[[ Records for the task, beginning ]]

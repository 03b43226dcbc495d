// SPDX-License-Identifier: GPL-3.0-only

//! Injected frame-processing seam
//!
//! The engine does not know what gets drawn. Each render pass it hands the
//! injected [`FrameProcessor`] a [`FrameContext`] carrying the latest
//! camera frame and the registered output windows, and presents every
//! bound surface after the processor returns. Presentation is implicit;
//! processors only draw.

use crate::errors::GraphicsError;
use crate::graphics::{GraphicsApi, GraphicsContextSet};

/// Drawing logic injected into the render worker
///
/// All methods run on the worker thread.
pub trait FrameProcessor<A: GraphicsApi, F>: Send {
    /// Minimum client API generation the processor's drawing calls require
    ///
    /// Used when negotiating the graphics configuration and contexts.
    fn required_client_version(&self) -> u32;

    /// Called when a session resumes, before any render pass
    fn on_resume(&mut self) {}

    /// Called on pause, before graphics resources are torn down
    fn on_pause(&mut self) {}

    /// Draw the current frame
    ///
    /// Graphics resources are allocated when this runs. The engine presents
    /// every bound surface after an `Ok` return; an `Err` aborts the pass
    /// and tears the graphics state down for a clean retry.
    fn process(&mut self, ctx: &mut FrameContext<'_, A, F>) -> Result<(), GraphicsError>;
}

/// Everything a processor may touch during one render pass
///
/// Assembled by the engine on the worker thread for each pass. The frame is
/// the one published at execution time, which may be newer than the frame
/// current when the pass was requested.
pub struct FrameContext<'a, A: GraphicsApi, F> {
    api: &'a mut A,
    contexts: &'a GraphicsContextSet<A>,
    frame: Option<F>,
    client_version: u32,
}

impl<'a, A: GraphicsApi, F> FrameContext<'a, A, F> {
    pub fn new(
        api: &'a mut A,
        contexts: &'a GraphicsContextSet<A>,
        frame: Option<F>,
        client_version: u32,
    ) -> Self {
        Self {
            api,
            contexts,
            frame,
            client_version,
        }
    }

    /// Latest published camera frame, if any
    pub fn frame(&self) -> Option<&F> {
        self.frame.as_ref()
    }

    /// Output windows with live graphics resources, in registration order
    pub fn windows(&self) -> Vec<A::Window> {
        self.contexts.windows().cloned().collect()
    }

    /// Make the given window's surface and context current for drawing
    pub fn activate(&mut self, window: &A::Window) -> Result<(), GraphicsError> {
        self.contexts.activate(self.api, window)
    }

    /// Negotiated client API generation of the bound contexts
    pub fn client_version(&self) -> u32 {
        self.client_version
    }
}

[[ Records for the task, end ]]
[[ Records for the task, beginning ]]

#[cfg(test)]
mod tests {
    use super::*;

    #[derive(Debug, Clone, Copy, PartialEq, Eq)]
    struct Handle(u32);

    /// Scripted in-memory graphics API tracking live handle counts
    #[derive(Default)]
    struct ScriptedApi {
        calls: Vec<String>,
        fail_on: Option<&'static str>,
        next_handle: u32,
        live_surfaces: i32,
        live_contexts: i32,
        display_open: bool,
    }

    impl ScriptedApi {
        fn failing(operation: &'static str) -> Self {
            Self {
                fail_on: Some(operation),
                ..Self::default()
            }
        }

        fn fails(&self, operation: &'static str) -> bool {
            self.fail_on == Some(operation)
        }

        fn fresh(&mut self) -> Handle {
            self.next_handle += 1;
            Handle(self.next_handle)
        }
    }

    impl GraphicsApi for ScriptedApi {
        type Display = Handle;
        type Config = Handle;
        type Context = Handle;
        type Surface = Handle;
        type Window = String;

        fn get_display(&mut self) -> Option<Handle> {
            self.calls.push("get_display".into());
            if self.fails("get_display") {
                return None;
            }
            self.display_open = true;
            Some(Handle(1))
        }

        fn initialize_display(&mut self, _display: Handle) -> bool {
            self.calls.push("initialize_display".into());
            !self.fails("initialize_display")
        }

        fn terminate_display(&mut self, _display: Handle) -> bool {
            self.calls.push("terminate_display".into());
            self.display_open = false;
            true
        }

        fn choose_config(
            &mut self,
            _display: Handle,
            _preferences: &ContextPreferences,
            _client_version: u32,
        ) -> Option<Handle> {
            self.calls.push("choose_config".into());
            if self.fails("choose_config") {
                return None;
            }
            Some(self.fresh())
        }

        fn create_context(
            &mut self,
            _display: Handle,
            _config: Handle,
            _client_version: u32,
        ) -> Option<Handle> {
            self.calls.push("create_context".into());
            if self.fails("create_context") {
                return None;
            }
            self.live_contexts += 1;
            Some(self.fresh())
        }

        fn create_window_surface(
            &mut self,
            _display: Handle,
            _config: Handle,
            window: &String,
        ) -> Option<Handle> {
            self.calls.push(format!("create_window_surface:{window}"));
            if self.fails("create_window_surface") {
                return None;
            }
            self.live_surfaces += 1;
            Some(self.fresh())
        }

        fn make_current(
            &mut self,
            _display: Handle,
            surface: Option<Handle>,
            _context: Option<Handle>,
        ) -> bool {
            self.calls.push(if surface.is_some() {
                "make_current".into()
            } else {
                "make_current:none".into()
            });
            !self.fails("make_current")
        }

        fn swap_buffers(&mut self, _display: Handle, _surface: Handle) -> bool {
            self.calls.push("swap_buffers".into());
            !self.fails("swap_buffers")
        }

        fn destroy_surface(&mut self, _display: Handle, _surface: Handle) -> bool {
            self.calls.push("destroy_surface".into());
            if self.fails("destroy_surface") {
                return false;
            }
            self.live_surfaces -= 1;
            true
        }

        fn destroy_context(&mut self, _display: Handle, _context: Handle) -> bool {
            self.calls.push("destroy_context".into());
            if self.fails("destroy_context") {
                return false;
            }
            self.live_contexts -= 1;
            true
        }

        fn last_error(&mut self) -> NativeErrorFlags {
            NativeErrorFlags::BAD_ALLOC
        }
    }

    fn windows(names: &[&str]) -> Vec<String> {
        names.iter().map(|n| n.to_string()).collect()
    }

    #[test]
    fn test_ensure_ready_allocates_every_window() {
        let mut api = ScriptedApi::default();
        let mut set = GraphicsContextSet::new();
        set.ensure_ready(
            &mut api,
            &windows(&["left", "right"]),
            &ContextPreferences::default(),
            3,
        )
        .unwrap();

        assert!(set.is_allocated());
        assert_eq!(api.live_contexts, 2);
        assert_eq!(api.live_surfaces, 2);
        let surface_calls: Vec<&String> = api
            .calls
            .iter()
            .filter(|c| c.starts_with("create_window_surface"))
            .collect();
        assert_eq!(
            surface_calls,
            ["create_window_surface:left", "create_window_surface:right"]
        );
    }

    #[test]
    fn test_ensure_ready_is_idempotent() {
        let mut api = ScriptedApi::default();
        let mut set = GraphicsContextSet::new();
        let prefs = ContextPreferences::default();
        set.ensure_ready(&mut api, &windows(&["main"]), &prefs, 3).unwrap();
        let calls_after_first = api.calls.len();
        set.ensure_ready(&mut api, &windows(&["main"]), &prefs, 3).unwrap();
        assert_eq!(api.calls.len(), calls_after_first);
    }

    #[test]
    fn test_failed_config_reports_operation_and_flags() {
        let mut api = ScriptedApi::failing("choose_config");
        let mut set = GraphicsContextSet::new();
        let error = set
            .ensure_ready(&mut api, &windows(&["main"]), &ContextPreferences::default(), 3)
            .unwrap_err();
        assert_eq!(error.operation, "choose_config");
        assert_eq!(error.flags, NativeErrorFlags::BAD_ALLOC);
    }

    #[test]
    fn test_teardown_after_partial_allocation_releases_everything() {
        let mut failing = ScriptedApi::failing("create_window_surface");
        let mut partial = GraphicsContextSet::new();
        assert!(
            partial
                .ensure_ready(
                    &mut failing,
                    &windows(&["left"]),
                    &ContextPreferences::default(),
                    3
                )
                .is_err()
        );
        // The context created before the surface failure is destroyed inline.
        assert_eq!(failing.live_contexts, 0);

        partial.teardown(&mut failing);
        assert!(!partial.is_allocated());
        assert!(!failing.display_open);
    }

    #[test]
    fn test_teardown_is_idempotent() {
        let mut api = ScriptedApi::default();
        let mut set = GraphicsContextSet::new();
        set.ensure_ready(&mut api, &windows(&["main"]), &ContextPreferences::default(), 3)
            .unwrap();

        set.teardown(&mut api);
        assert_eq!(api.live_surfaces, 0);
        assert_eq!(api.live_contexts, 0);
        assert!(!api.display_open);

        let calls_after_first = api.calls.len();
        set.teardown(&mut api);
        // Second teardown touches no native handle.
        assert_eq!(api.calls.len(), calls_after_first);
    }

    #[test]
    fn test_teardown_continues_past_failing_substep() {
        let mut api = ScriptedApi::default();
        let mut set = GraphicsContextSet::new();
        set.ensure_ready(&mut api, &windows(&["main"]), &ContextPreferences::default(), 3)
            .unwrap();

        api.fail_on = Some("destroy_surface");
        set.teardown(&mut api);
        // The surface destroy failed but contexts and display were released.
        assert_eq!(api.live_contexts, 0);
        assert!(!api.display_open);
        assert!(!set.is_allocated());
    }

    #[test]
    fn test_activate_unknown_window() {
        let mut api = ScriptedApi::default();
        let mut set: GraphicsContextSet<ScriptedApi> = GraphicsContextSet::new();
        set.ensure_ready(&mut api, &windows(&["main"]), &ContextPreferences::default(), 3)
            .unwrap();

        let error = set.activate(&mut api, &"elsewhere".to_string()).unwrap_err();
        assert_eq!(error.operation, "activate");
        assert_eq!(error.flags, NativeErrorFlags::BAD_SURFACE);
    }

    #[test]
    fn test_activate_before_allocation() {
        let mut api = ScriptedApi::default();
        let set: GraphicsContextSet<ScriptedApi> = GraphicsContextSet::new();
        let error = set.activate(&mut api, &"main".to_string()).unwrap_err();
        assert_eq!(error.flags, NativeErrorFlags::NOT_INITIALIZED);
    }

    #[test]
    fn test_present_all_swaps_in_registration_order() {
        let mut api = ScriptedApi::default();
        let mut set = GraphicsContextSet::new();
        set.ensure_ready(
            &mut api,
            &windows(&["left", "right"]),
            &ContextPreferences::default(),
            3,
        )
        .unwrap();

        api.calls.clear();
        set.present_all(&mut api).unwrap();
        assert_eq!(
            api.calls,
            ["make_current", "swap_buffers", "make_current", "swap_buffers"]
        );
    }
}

[[ Records for the task, end ]]

As the answer, set down only the lines from the data above between the one holding "Presentation is implicit;" and the one holding "the worker thread.", inclusive, exactly as they read.

- **Solution to this task**
//! bound surface after the processor returns. Presentation is implicit;
//! processors only draw.

use crate::errors::GraphicsError;
use crate::graphics::{GraphicsApi, GraphicsContextSet};

/// Drawing logic injected into the render worker
///
/// All methods run on the worker thread.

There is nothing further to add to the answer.